Epidemiology: March 1998

To quantify the risk of severe anaphylaxis due to drugs and other exposures in hospital patients, a study of incident cases has been in progress since 1992, with data collection in Hungary, Spain, India, and Sweden. All cases of anaphylaxis that develop after admission to participating hospitals are enrolled. To confirm the diagnosis, clinical information for potential cases is reviewed by two physicians without knowledge of exposures, according to an algorithm developed for the study. Confirmed cases are classified as definite, probable, or possible anaphylaxis. As of March 1995, 123 cases were enrolled in Budapest, Barcelona, and Bombay/Pune (the study began in January 1996 in Sweden): 99 were classified as definite or probable anaphylaxis, and 24 as possible. Two of the 123 cases were fatal (2%). Based on the definite and probable cases and a denominator of 481,752 individuals in the nine participating institutions for which the age and sex distribution was known, we estimated the overall risk of severe anaphylaxis to be 154 per million hospital admissions; when the possible cases were included, the risk was 196 per million.

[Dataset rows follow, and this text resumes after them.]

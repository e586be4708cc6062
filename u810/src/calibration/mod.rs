use std::sync::atomic::{AtomicU32, Ordering};

use serde_derive::{Deserialize, Serialize};

/// Field value meaning "no sample seen yet".
const UNSET: u32 = 0;

/// Raw range observed while calibrating.
///
/// A zero field has not been written yet; the helper treats an all-zero
/// snapshot as "nothing touched".
#[derive(Debug, Clone, Copy, Default, PartialEq, Eq, Serialize, Deserialize)]
pub struct CalibrationSnapshot {
    pub min_x: u32,
    pub min_y: u32,
    pub max_x: u32,
    pub max_y: u32,
}

impl CalibrationSnapshot {
    pub fn is_unset(&self) -> bool {
        *self == Self::default()
    }
}

/// Process-wide running min/max of raw samples.
///
/// Shared by every session in the process through an `Arc`. Each field is
/// updated with a single atomic read-modify-write, so concurrent sessions
/// never lose an extreme; a snapshot taken while samples are arriving may mix
/// fields from adjacent samples.
#[derive(Debug, Default)]
pub struct CalibrationTracker {
    min_x: AtomicU32,
    min_y: AtomicU32,
    max_x: AtomicU32,
    max_y: AtomicU32,
}

fn lower_min(field: &AtomicU32, value: u32) {
    let _ = field.fetch_update(Ordering::Relaxed, Ordering::Relaxed, |current| {
        (current == UNSET || value < current).then_some(value)
    });
}

impl CalibrationTracker {
    pub fn new() -> Self {
        Self::default()
    }

    pub fn observe(&self, x: u32, y: u32) {
        lower_min(&self.min_x, x);
        lower_min(&self.min_y, y);
        self.max_x.fetch_max(x, Ordering::Relaxed);
        self.max_y.fetch_max(y, Ordering::Relaxed);
    }

    pub fn reset(&self) {
        for field in [&self.min_x, &self.min_y, &self.max_x, &self.max_y] {
            field.store(UNSET, Ordering::Relaxed);
        }
    }

    pub fn snapshot(&self) -> CalibrationSnapshot {
        CalibrationSnapshot {
            min_x: self.min_x.load(Ordering::Relaxed),
            min_y: self.min_y.load(Ordering::Relaxed),
            max_x: self.max_x.load(Ordering::Relaxed),
            max_y: self.max_y.load(Ordering::Relaxed),
        }
    }
}

#[cfg(test)]
mod tests {
    use std::sync::Arc;

    use super::*;

    #[test]
    fn tracks_extremes_of_all_samples() {
        let tracker = CalibrationTracker::new();
        for (x, y) in [(100, 200), (50, 300), (150, 250)] {
            tracker.observe(x, y);
        }
        assert_eq!(
            tracker.snapshot(),
            CalibrationSnapshot {
                min_x: 50,
                min_y: 200,
                max_x: 150,
                max_y: 300
            }
        );
    }

    #[test]
    fn reset_then_one_sample_is_that_sample() {
        let tracker = CalibrationTracker::new();
        tracker.observe(4000, 4000);
        tracker.observe(10, 10);
        tracker.reset();
        assert!(tracker.snapshot().is_unset());

        tracker.observe(812, 1907);
        assert_eq!(
            tracker.snapshot(),
            CalibrationSnapshot {
                min_x: 812,
                min_y: 1907,
                max_x: 812,
                max_y: 1907
            }
        );
    }

    #[test]
    fn reset_is_idempotent() {
        let tracker = CalibrationTracker::new();
        tracker.observe(3, 4);
        tracker.reset();
        tracker.reset();
        assert_eq!(tracker.snapshot(), CalibrationSnapshot::default());
    }

    #[test]
    fn zero_sample_does_not_pin_the_minimum() {
        // zero doubles as "unset", so the next sample still lowers from scratch
        let tracker = CalibrationTracker::new();
        tracker.observe(0, 0);
        tracker.observe(700, 900);
        let snap = tracker.snapshot();
        assert_eq!((snap.min_x, snap.min_y), (700, 900));
        assert_eq!((snap.max_x, snap.max_y), (700, 900));
    }

    #[test]
    fn concurrent_sessions_lose_no_extremes() {
        let tracker = Arc::new(CalibrationTracker::new());
        let workers: Vec<_> = (0..4u32)
            .map(|worker| {
                let tracker = Arc::clone(&tracker);
                std::thread::spawn(move || {
                    for i in 1..=1000u32 {
                        tracker.observe(worker * 1000 + i, 5000 - (worker * 1000 + i));
                    }
                })
            })
            .collect();
        for worker in workers {
            worker.join().unwrap();
        }
        assert_eq!(
            tracker.snapshot(),
            CalibrationSnapshot {
                min_x: 1,
                min_y: 1000,
                max_x: 4000,
                max_y: 4999
            }
        );
    }
}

The risk was higher among women, and it varied, although not linearly, according to age. A major problem in the epidemiologic evaluation of anaphylaxis has been resolved in the present study with the development of a case definition that, contrary to usual clinical practice, is independent of exposure. The results thus far indicate that severe anaphylaxis occurs infrequently among hospitalized patients and is rarely fatal.